Which lines below hold the word "failed"? Copy all of them.
--- START ---
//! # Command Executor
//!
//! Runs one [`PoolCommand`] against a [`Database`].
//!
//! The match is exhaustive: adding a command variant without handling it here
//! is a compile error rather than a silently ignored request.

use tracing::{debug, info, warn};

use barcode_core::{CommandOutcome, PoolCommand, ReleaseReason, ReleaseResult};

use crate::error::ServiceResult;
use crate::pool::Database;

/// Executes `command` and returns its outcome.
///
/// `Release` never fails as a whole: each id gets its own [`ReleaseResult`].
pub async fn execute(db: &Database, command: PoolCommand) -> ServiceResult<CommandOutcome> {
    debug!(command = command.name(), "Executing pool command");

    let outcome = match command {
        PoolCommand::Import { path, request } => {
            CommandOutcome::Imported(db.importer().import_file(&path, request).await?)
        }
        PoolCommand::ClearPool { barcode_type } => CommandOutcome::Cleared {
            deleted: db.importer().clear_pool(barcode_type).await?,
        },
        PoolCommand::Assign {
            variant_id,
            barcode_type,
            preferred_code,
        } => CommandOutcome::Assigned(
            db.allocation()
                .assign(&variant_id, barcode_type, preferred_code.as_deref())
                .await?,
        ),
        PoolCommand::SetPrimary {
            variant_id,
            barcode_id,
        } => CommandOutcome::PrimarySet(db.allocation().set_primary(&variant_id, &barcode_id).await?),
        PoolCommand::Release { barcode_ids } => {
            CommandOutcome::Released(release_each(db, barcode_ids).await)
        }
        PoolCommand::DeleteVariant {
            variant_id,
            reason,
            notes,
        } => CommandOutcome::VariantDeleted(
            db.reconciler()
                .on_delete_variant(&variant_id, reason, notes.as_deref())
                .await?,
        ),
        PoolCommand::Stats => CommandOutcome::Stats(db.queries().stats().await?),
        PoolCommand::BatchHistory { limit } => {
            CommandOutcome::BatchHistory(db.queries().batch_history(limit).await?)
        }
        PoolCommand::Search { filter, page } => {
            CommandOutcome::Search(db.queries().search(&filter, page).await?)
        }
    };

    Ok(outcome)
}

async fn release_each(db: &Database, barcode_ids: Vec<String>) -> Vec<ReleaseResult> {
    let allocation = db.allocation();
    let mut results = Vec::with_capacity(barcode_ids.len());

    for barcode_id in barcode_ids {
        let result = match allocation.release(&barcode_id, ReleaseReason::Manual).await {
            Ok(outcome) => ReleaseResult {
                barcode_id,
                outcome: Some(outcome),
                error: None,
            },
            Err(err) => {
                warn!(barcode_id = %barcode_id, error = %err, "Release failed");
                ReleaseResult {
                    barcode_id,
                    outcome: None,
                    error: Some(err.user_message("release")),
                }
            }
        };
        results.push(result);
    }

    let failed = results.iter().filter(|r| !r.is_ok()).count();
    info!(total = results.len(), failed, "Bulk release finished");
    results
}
--- END ---
• _ANSWER SECTION_:
                warn!(barcode_id = %barcode_id, error = %err, "Release failed");
    let failed = results.iter().filter(|r| !r.is_ok()).count();
    info!(total = results.len(), failed, "Bulk release finished");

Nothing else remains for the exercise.